Center for Integrated Molecular Brain Imaging (Cimbi) and Neurobiology Research Unit, Rigshospitalet, Copenhagen, Denmark.
Center for Integrated Molecular Brain Imaging (Cimbi) and Neurobiology Research Unit, Rigshospitalet, Copenhagen, Denmark; Department of Clinical Medicine, Faculty of Health and Medical Sciences, University of Copenhagen, Copenhagen, Denmark.
J Neurosci Methods. 2018 Jan 15;294:51-58. doi: 10.1016/j.jneumeth.2017.11.008. Epub 2017 Nov 13.
The increasing use of the pig as a research model in neuroimaging requires standardized processing tools. For example, extraction of regional dynamic time series from brain PET images requires parcellation procedures that benefit from being automated.
Manual inter-modality spatial normalization to a MRI atlas is operator-dependent, time-consuming, and can be inaccurate with lack of cortical radiotracer binding or skull uptake.
A parcellated PET template that allows for automatic spatial normalization to PET images of any radiotracer.

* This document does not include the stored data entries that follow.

// Pure trilateration geometry. No state, no I/O: two anchor positions, two
// measured ranges and a control point in, one best-estimate `Point` out.
// Every degenerate case (zero baseline, impossible triangle, arithmetic
// domain error) resolves to the sentinel point instead of an error.

use geo::GeodesicDistance;
use nalgebra::Vector2;

use crate::config::TrackerConfig;
use crate::types::Point;

/// Local-plane conversion between ranging metres and geographic degrees.
pub const METERS_PER_DEGREE: f64 = 111_139.0;

/// Which trilateration method to run. Both take the same inputs and honour
/// the same sentinel contract; selection is left to the integrator.
#[derive(Clone, Copy, Debug, PartialEq, Eq)]
pub enum Algorithm {
    LawOfCosines,
    CircleIntersection,
}

impl Algorithm {
    pub fn compute(
        self,
        anchor_a: &Point,
        anchor_b: &Point,
        control: &Point,
        distance_a: f64,
        distance_b: f64,
        config: &TrackerConfig,
    ) -> Point {
        match self {
            Algorithm::LawOfCosines => {
                law_of_cosines_position(anchor_a, anchor_b, control, distance_a, distance_b, config)
            }
            Algorithm::CircleIntersection => {
                circle_intersection_position(anchor_a, anchor_b, control, distance_a, distance_b)
            }
        }
    }
}

/// Great-circle distance in metres between two geographic points.
pub fn geodesic_distance_m(a: &Point, b: &Point) -> f64 {
    // geo points are (x=longitude, y=latitude); ours are (x=lat, y=lon).
    let pa = geo::Point::new(a.y, a.x);
    let pb = geo::Point::new(b.y, b.x);
    pa.geodesic_distance(&pb)
}

/// Compensate systematic under-measurement of the ranging hardware.
///
/// When the two ranges cannot span the anchor baseline, both are multiplied
/// by a common factor grown from 1.0 in `step` increments until the triangle
/// inequality holds or `cap` is reached. Bounded and monotonic; the factor
/// never exceeds `cap`.
pub fn scale_short_ranges(
    distance_a: f64,
    distance_b: f64,
    baseline_m: f64,
    step: f64,
    cap: f64,
) -> (f64, f64, f64) {
    let mut factor = 1.0;
    while (distance_a + distance_b) * factor < baseline_m && factor + step <= cap {
        factor += step;
    }
    (distance_a * factor, distance_b * factor, factor)
}

/// Primary method: project the tag via the law of cosines at anchor A.
///
/// The baseline length is geodesic; the angle's offsets are projected into
/// degrees with the fixed metres-per-degree constant, along the baseline axis
/// (longitude) and across it (latitude). The control point picks the sign of
/// each offset, since the law of cosines alone cannot distinguish the two
/// mirror solutions.
pub fn law_of_cosines_position(
    anchor_a: &Point,
    anchor_b: &Point,
    control: &Point,
    distance_a: f64,
    distance_b: f64,
    config: &TrackerConfig,
) -> Point {
    if !distance_a.is_finite() || !distance_b.is_finite() {
        return Point::not_calculated();
    }

    let baseline = geodesic_distance_m(anchor_a, anchor_b);
    let (distance_a, distance_b, _) = scale_short_ranges(
        distance_a,
        distance_b,
        baseline,
        config.offset_scale_step,
        config.max_offset_scale,
    );

    let denominator = 2.0 * distance_a * baseline;
    if denominator == 0.0 {
        return Point::not_calculated();
    }

    let cos_alpha =
        (distance_a.powi(2) + baseline.powi(2) - distance_b.powi(2)) / denominator.abs();
    if !cos_alpha.is_finite() || !(-1.0..=1.0).contains(&cos_alpha) {
        return Point::not_calculated();
    }

    let along = (distance_a * cos_alpha) / METERS_PER_DEGREE;
    let across = (distance_a * (1.0 - cos_alpha * cos_alpha).sqrt()) / METERS_PER_DEGREE;

    let x = if anchor_a.x > control.x { anchor_a.x - across } else { anchor_a.x + across };
    let y = if anchor_a.y > control.y { anchor_a.y - along } else { anchor_a.y + along };
    Point::new(x, y)
}

/// Alternate method: intersect the two range circles in the degree plane and
/// keep the candidate geodetically closer to the control point.
pub fn circle_intersection_position(
    anchor_a: &Point,
    anchor_b: &Point,
    control: &Point,
    distance_a: f64,
    distance_b: f64,
) -> Point {
    let a = Vector2::new(anchor_a.x, anchor_a.y);
    let b = Vector2::new(anchor_b.x, anchor_b.y);
    let d = (b - a).norm();
    let ra = distance_a / METERS_PER_DEGREE;
    let rb = distance_b / METERS_PER_DEGREE;

    // Non-intersecting, one circle inside the other, coincident circles.
    if d > ra + rb || d < (ra - rb).abs() || (d == 0.0 && ra == rb) {
        return Point::not_calculated();
    }

    let foot = (ra * ra - rb * rb + d * d) / (2.0 * d);
    let disc = ra * ra - foot * foot;
    if !disc.is_finite() || disc < 0.0 {
        return Point::not_calculated();
    }
    let h = disc.sqrt();

    let mid = a + (b - a) * (foot / d);
    let perp = Vector2::new((b - a).y, -(b - a).x) / d;
    let first = mid + perp * h;
    let second = mid - perp * h;

    let first = Point::new(first.x, first.y);
    let second = Point::new(second.x, second.y);
    if geodesic_distance_m(&first, control) < geodesic_distance_m(&second, control) {
        first
    } else {
        second
    }
}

MRI and [C]Cimbi-36 PET scans obtained in sixteen pigs made the basis for the atlas. The high resolution MRI scans allowed for creation of an accurately averaged MRI template. By aligning the within-subject PET scans to their MRI counterparts, an averaged PET template was created in the same space. We developed an automatic procedure for spatial normalization of the averaged PET template to new PET images and hereby facilitated transfer of the atlas regional parcellation. Evaluation of the automatic spatial normalization procedure found the median voxel displacement to be 0.22±0.08mm using the MRI template with individual MRI images and 0.92±0.26mm using the PET template with individual [C]Cimbi-36 PET images. We tested the automatic procedure by assessing eleven PET radiotracers with different kinetics and spatial distributions by using perfusion-weighted images of early PET time frames.

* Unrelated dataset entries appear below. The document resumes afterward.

// One fused snapshot per cycle: a ranging pair, an inertial sample and a GPS
// fix, each gated by its staleness budget at construction. Validity is
// decided exactly once; staleness never raises, it only clears `is_valid`.

use crate::config::{FreshnessBudgets, TrackerConfig};
use crate::geometry::Algorithm;
use crate::protocol::RangingPair;
use crate::types::{current_timestamp, GpsFix, InertialSample, Point, Stamped};

use crate::anchors::AnchorSelection;

/// A validated, timestamped fusion frame.
///
/// `computed_position` stays at the sentinel until `calculate` succeeds; it
/// is never partially populated. `is_valid` is fixed at construction and
/// never re-evaluated.
#[derive(Clone, Debug)]
pub struct FusionFrame {
    pub ranging: RangingPair,
    pub inertial: Option<InertialSample>,
    pub gps: Option<GpsFix>,
    pub computed_position: Point,
    pub is_valid: bool,
    pub created_at: f64,
}

impl FusionFrame {
    /// Build a frame and decide validity: true iff all four stamped leaves
    /// (both ranging measurements, the inertial sample, the GPS fix) are
    /// within their budgets. A sub-measurement that failed upstream and
    /// arrived as `None` clears validity instead of raising.
    pub fn new(
        ranging: RangingPair,
        inertial: Option<InertialSample>,
        gps: Option<GpsFix>,
        budgets: &FreshnessBudgets,
    ) -> Self {
        let is_valid = ranging.nearest.is_fresh(budgets.ranging_secs)
            && ranging.second.is_fresh(budgets.ranging_secs)
            && inertial.as_ref().is_some_and(|s| s.is_fresh(budgets.inertial_secs))
            && gps.as_ref().is_some_and(|g| g.is_fresh(budgets.gps_secs));

        Self {
            ranging,
            inertial,
            gps,
            computed_position: Point::not_calculated(),
            is_valid,
            created_at: current_timestamp(),
        }
    }

    /// Run the geometry engine over the frame's ranging distances, using the
    /// GPS fix as the control point. Pure in the frame state, so calling it
    /// twice with the same selection yields the same position. Freshness is
    /// not re-checked here.
    pub fn calculate(
        &mut self,
        selection: &AnchorSelection,
        algorithm: Algorithm,
        config: &TrackerConfig,
    ) {
        let Some(control) = self.gps.as_ref().map(GpsFix::as_point) else {
            return;
        };
        self.computed_position = algorithm.compute(
            &selection.nearest.position,
            &selection.second.position,
            &control,
            self.ranging.nearest.distance,
            self.ranging.second.distance,
            config,
        );
    }
}

impl std::fmt::Display for FusionFrame {
    /// Session-record layout consumed by the offline analysis tooling: a
    /// fixed 15-line block per frame.
    fn fmt(&self, f: &mut std::fmt::Formatter<'_>) -> std::fmt::Result {
        writeln!(f, "                FRAME VALID")?;
        writeln!(f, "{}", self.is_valid)?;
        writeln!(f, "                   TIME")?;
        writeln!(f, "{}", self.created_at)?;
        writeln!(f, "                   UWB")?;
        writeln!(f, "{}", self.ranging)?;
        writeln!(f)?;
        writeln!(f, "                   AHRS")?;
        match &self.inertial {
            Some(sample) => writeln!(f, "{sample}")?,
            None => writeln!(f, "none")?,
        }
        writeln!(f, "                   GPS")?;
        match &self.gps {
            Some(fix) => writeln!(f, "{fix}")?,
            None => writeln!(f, "none")?,
        }
        writeln!(f, "             CALCULATED_POSITION")?;
        writeln!(f, "{}", self.computed_position)?;
        writeln!(f)
    }
}

#[cfg(test)]
mod tests {
    use super::*;
    use crate::protocol::RangingMeasurement;
    use crate::types::Anchor;
    use nalgebra::Vector3;

    fn fresh_pair() -> RangingPair {
        RangingPair::new(
            RangingMeasurement::new("AA:05", 12.0, -80.0),
            RangingMeasurement::new("BB:02", 15.0, -82.0),
        )
    }

    fn fresh_inertial() -> InertialSample {
        InertialSample::new(
            Vector3::new(0.1, 0.0, 9.8),
            Vector3::zeros(),
            Vector3::new(22.0, 3.0, -40.0),
        )
    }

    fn budgets() -> FreshnessBudgets {
        FreshnessBudgets::default()
    }

    #[test]
    fn all_fresh_inputs_make_a_valid_frame() {
        let frame = FusionFrame::new(
            fresh_pair(),
            Some(fresh_inertial()),
            Some(GpsFix::new(50.0, 18.0)),
            &budgets(),
        );
        assert!(frame.is_valid);
        assert!(frame.computed_position.is_sentinel());
    }

    #[test]
    fn one_stale_input_invalidates_the_frame() {
        let mut fix = GpsFix::new(50.0, 18.0);
        fix.timestamp -= 60.0;
        let frame = FusionFrame::new(fresh_pair(), Some(fresh_inertial()), Some(fix), &budgets());
        assert!(!frame.is_valid);
    }

    #[test]
    fn stale_ranging_leg_invalidates_the_frame() {
        let mut pair = fresh_pair();
        pair.second.timestamp -= 60.0;
        let frame = FusionFrame::new(
            pair,
            Some(fresh_inertial()),
            Some(GpsFix::new(50.0, 18.0)),
            &budgets(),
        );
        assert!(!frame.is_valid);
    }

    #[test]
    fn missing_sub_measurement_invalidates_without_raising() {
        let frame = FusionFrame::new(fresh_pair(), None, Some(GpsFix::new(50.0, 18.0)), &budgets());
        assert!(!frame.is_valid);
    }

    #[test]
    fn calculate_is_idempotent() {
        let config = TrackerConfig::default();
        let selection = AnchorSelection {
            nearest: Anchor::new("AA:05", 0.0, 0.0),
            second: Anchor::new("BB:02", 0.0, 0.0004),
        };
        let pair = RangingPair::new(
            RangingMeasurement::new("AA:05", 30.0, -80.0),
            RangingMeasurement::new("BB:02", 40.0, -82.0),
        );
        let mut frame =
            FusionFrame::new(pair, Some(fresh_inertial()), Some(GpsFix::new(0.0002, 0.0001)), &budgets());

        frame.calculate(&selection, Algorithm::LawOfCosines, &config);
        let first = frame.computed_position.clone();
        assert!(!first.is_sentinel());

        frame.calculate(&selection, Algorithm::LawOfCosines, &config);
        assert_eq!(frame.computed_position, first);
    }

    #[test]
    fn calculate_without_gps_keeps_the_sentinel() {
        let config = TrackerConfig::default();
        let selection = AnchorSelection {
            nearest: Anchor::new("AA:05", 0.0, 0.0),
            second: Anchor::new("BB:02", 0.0, 0.0004),
        };
        let mut frame = FusionFrame::new(fresh_pair(), Some(fresh_inertial()), None, &budgets());
        frame.calculate(&selection, Algorithm::LawOfCosines, &config);
        assert!(frame.computed_position.is_sentinel());
    }

    #[test]
    fn record_block_has_fixed_line_count() {
        let mut fix = GpsFix::new(50.0, 18.0);
        fix.timestamp -= 1.0;
        let frame = FusionFrame::new(fresh_pair(), Some(fresh_inertial()), Some(fix), &budgets());
        let rendered = frame.to_string();
        assert_eq!(rendered.lines().count(), 15);
        assert!(rendered.contains("FRAME VALID"));
        assert!(rendered.contains("NOT_CALCULATED"));
    }
}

We here present an automatic procedure for accurate and reproducible spatial normalization and parcellation of pig PET images of any radiotracer with reasonable blood-brain barrier penetration.
猪作为神经影像学研究模型的应用越来越广泛,这就需要标准化的处理工具。例如,从脑 PET 图像中提取区域动态时间序列需要进行分割处理,而这些分割处理最好是自动化的。

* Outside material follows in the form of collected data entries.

// Boundary traits for the ranging hardware. The write/control side (BLE
// GATT in the field) and the line-oriented read side (serial) are separate
// devices, so they are separate traits; everything above this seam is
// transport-agnostic. Real drivers live outside this crate; the mocks below
// back the tests and the demo binary.

use crate::error::TransportError;

/// Write/control half of the ranging front-end.
pub trait RangingLink {
    /// Probe and open the device. Called once at session construction;
    /// failure there is fatal for the whole session.
    fn open(&mut self) -> Result<(), TransportError>;

    /// Establish the link. Post-construction failures are recoverable.
    fn connect(&mut self) -> Result<(), TransportError>;

    /// Write one ranging request. No synchronous acknowledgement; answers
    /// arrive on the measurement stream.
    fn write_request(&mut self, payload: &[u8]) -> Result<(), TransportError>;

    fn disconnect(&mut self);

    /// Out-of-band device reset addressed by serial port, used only during
    /// the session restart sequence.
    fn hardware_reset(&mut self) -> Result<(), TransportError>;
}

/// Read half: one device emission per line.
pub trait MeasurementStream: Send {
    fn read_line(&mut self) -> Result<String, TransportError>;
}

pub mod mock {
    use super::{MeasurementStream, RangingLink};
    use crate::error::TransportError;
    use std::collections::VecDeque;
    use std::sync::atomic::{AtomicU32, Ordering};
    use std::sync::{Arc, Mutex};
    use std::time::Duration;

    /// In-memory link recording every write, with switchable failure modes.
    #[derive(Clone, Default)]
    pub struct MockLink {
        pub writes: Arc<Mutex<Vec<String>>>,
        pub resets: Arc<AtomicU32>,
        pub fail_open: bool,
        pub fail_connect: bool,
        pub fail_write: bool,
        pub missing_characteristic: bool,
        pub connected: Arc<Mutex<bool>>,
    }

    impl MockLink {
        pub fn healthy() -> Self {
            Self::default()
        }

        pub fn write_count(&self) -> usize {
            self.writes.lock().map(|w| w.len()).unwrap_or(0)
        }

        pub fn reset_count(&self) -> u32 {
            self.resets.load(Ordering::Relaxed)
        }
    }

    impl RangingLink for MockLink {
        fn open(&mut self) -> Result<(), TransportError> {
            if self.fail_open {
                return Err(TransportError::DeviceMissing("mock device".into()));
            }
            Ok(())
        }

        fn connect(&mut self) -> Result<(), TransportError> {
            if self.fail_connect {
                return Err(TransportError::Io("mock connect refused".into()));
            }
            if let Ok(mut connected) = self.connected.lock() {
                *connected = true;
            }
            Ok(())
        }

        fn write_request(&mut self, payload: &[u8]) -> Result<(), TransportError> {
            if self.missing_characteristic {
                return Err(TransportError::CharacteristicMissing("write uuid".into()));
            }
            if self.fail_write {
                return Err(TransportError::Io("mock write failed".into()));
            }
            if let Ok(mut writes) = self.writes.lock() {
                writes.push(String::from_utf8_lossy(payload).into_owned());
            }
            Ok(())
        }

        fn disconnect(&mut self) {
            if let Ok(mut connected) = self.connected.lock() {
                *connected = false;
            }
        }

        fn hardware_reset(&mut self) -> Result<(), TransportError> {
            self.resets.fetch_add(1, Ordering::Relaxed);
            Ok(())
        }
    }

    /// Replays a fixed list of lines, then reports the stream closed.
    pub struct ScriptedStream {
        lines: VecDeque<String>,
        interval: Duration,
    }

    impl ScriptedStream {
        pub fn new(lines: Vec<String>) -> Self {
            Self { lines: lines.into(), interval: Duration::from_millis(1) }
        }

        pub fn with_interval(lines: Vec<String>, interval: Duration) -> Self {
            Self { lines: lines.into(), interval }
        }
    }

    impl MeasurementStream for ScriptedStream {
        fn read_line(&mut self) -> Result<String, TransportError> {
            std::thread::sleep(self.interval);
            self.lines.pop_front().ok_or(TransportError::Closed)
        }
    }

    /// Endless synthetic pair emitter for running the binary without
    /// hardware: distances wander slowly around a base value.
    pub struct SyntheticStream {
        nearest_address: String,
        second_address: String,
        tick: u64,
        interval: Duration,
    }

    impl SyntheticStream {
        pub fn new(nearest_address: &str, second_address: &str, interval: Duration) -> Self {
            Self {
                nearest_address: nearest_address.to_string(),
                second_address: second_address.to_string(),
                tick: 0,
                interval,
            }
        }
    }

    impl MeasurementStream for SyntheticStream {
        fn read_line(&mut self) -> Result<String, TransportError> {
            std::thread::sleep(self.interval);
            self.tick += 1;
            let t = self.tick as f64 * 0.2;
            let distance_a = 18.0 + 3.0 * t.sin();
            let distance_b = 24.0 + 3.0 * t.cos();
            Ok(format!(
                "{}|{:.2}|{:.1}_{}|{:.2}|{:.1}",
                self.nearest_address,
                distance_a,
                -78.0 + t.sin(),
                self.second_address,
                distance_b,
                -80.0 + t.cos(),
            ))
        }
    }
}
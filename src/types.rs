use nalgebra::Vector3;
use serde::{Deserialize, Serialize};

/// Label carried by a position that was never successfully computed.
pub const NOT_CALCULATED: &str = "NOT_CALCULATED";

/// A 2-D geographic position. `x` is latitude and `y` is longitude in
/// decimal degrees, unless the surrounding code has converted into a local
/// plane — the type does not track which frame it is in, callers do.
#[derive(Clone, Debug, PartialEq, Serialize, Deserialize)]
pub struct Point {
    pub x: f64,
    pub y: f64,
    pub label: String,
    pub observed: bool,
}

impl Point {
    pub fn new(x: f64, y: f64) -> Self {
        Self { x, y, label: "TAG".to_string(), observed: false }
    }

    pub fn with_label(x: f64, y: f64, label: &str) -> Self {
        Self { x, y, label: label.to_string(), observed: false }
    }

    /// Sentinel meaning "no valid result". Both coordinates are zero and the
    /// label marks the point as never computed.
    pub fn not_calculated() -> Self {
        Self::with_label(0.0, 0.0, NOT_CALCULATED)
    }

    pub fn is_sentinel(&self) -> bool {
        self.x == 0.0 && self.y == 0.0
    }
}

impl std::fmt::Display for Point {
    fn fmt(&self, f: &mut std::fmt::Formatter<'_>) -> std::fmt::Result {
        write!(f, "X: {} Y: {} TAG: {}", self.x, self.y, self.label)
    }
}

/// A fixed ranging anchor: a surveyed position plus the short tag address
/// used on the radio link. Built once from configuration, never mutated.
#[derive(Clone, Debug, PartialEq, Serialize, Deserialize)]
pub struct Anchor {
    pub address: String,
    pub position: Point,
}

impl Anchor {
    pub fn new(address: &str, x: f64, y: f64) -> Self {
        Self {
            address: address.to_string(),
            position: Point::with_label(x, y, address),
        }
    }
}

/// One AHRS sample: acceleration, angular rate and magnetic field vectors.
#[derive(Clone, Debug, PartialEq)]
pub struct InertialSample {
    pub accel: Vector3<f64>,
    pub gyro: Vector3<f64>,
    pub mag: Vector3<f64>,
    pub timestamp: f64,
}

impl InertialSample {
    pub fn new(accel: Vector3<f64>, gyro: Vector3<f64>, mag: Vector3<f64>) -> Self {
        Self { accel, gyro, mag, timestamp: current_timestamp() }
    }
}

impl std::fmt::Display for InertialSample {
    fn fmt(&self, f: &mut std::fmt::Formatter<'_>) -> std::fmt::Result {
        write!(
            f,
            "{}, {}, {}, {}, {}, {}, {}, {}, {}",
            self.accel.x, self.accel.y, self.accel.z,
            self.gyro.x, self.gyro.y, self.gyro.z,
            self.mag.x, self.mag.y, self.mag.z,
        )
    }
}

/// A decoded GPS fix in signed decimal degrees (`x` latitude, `y` longitude).
#[derive(Clone, Debug, PartialEq, Serialize, Deserialize)]
pub struct GpsFix {
    pub x: f64,
    pub y: f64,
    pub timestamp: f64,
}

impl GpsFix {
    pub fn new(x: f64, y: f64) -> Self {
        Self { x, y, timestamp: current_timestamp() }
    }

    pub fn as_point(&self) -> Point {
        Point::with_label(self.x, self.y, "GPS")
    }
}

impl std::fmt::Display for GpsFix {
    fn fmt(&self, f: &mut std::fmt::Formatter<'_>) -> std::fmt::Result {
        write!(f, "{} {}", self.x, self.y)
    }
}

/// Capability for any measurement that carries a capture timestamp.
///
/// Implemented independently by each measurement type; the age arithmetic is
/// identical everywhere so it lives in default methods. Budgets come from
/// configuration, the gate itself knows nothing about measurement semantics.
pub trait Stamped {
    fn timestamp(&self) -> f64;

    fn age(&self) -> f64 {
        current_timestamp() - self.timestamp()
    }

    fn is_fresh(&self, budget_secs: f64) -> bool {
        self.age() <= budget_secs
    }
}

impl Stamped for InertialSample {
    fn timestamp(&self) -> f64 {
        self.timestamp
    }
}

impl Stamped for GpsFix {
    fn timestamp(&self) -> f64 {
        self.timestamp
    }
}

/// Wall-clock seconds since the Unix epoch.
pub fn current_timestamp() -> f64 {
    use std::time::{SystemTime, UNIX_EPOCH};
    SystemTime::now()
        .duration_since(UNIX_EPOCH)
        .unwrap_or_default()
        .as_secs_f64()
}

#[cfg(test)]
mod tests {
    use super::*;

    #[test]
    fn sentinel_point() {
        let p = Point::not_calculated();
        assert!(p.is_sentinel());
        assert_eq!(p.label, NOT_CALCULATED);
    }

    #[test]
    fn freshness_against_budget() {
        let mut fix = GpsFix::new(50.0, 18.0);
        assert!(fix.is_fresh(1.0));

        fix.timestamp = current_timestamp() - 10.0;
        assert!(!fix.is_fresh(5.0));
        assert!(fix.is_fresh(15.0));
    }

    #[test]
    fn point_record_format() {
        let p = Point::with_label(1.5, -2.25, "C0:01");
        assert_eq!(p.to_string(), "X: 1.5 Y: -2.25 TAG: C0:01");
    }
}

手动进行跨模态空间标准化到 MRI 图谱是依赖于操作者的,既费时又费力,并且在皮质放射性示踪剂结合或颅骨摄取不足的情况下可能不准确。
一个分割的 PET 模板,允许对任何放射性示踪剂的 PET 图像进行自动空间标准化。
十六头猪的 MRI 和 [C]Cimbi-36 PET 扫描为图谱提供了基础。高分辨率的 MRI 扫描允许创建一个精确的平均 MRI 模板。通过将个体 PET 扫描与 MRI 对应物对齐,在相同的空间中创建了一个平均 PET 模板。我们开发了一种自动程序,将平均 PET 模板自动空间标准化到新的 PET 图像上,从而方便了图谱的区域分割。评估自动空间标准化程序发现,使用个体 MRI 图像的 MRI 模板时,中位数的体素位移为 0.22±0.08mm,使用个体 [C]Cimbi-36 PET 图像的 PET 模板时,中位数的体素位移为 0.92±0.26mm。我们通过使用早期 PET 时间帧的灌注加权图像评估了 11 种具有不同动力学和空间分布的 PET 放射性示踪剂,对自动程序进行了测试。
我们在此提出了一种准确且可重复的空间标准化和分割猪任何放射性示踪剂的 PET 图像的自动程序,该程序具有合理的血脑屏障穿透性。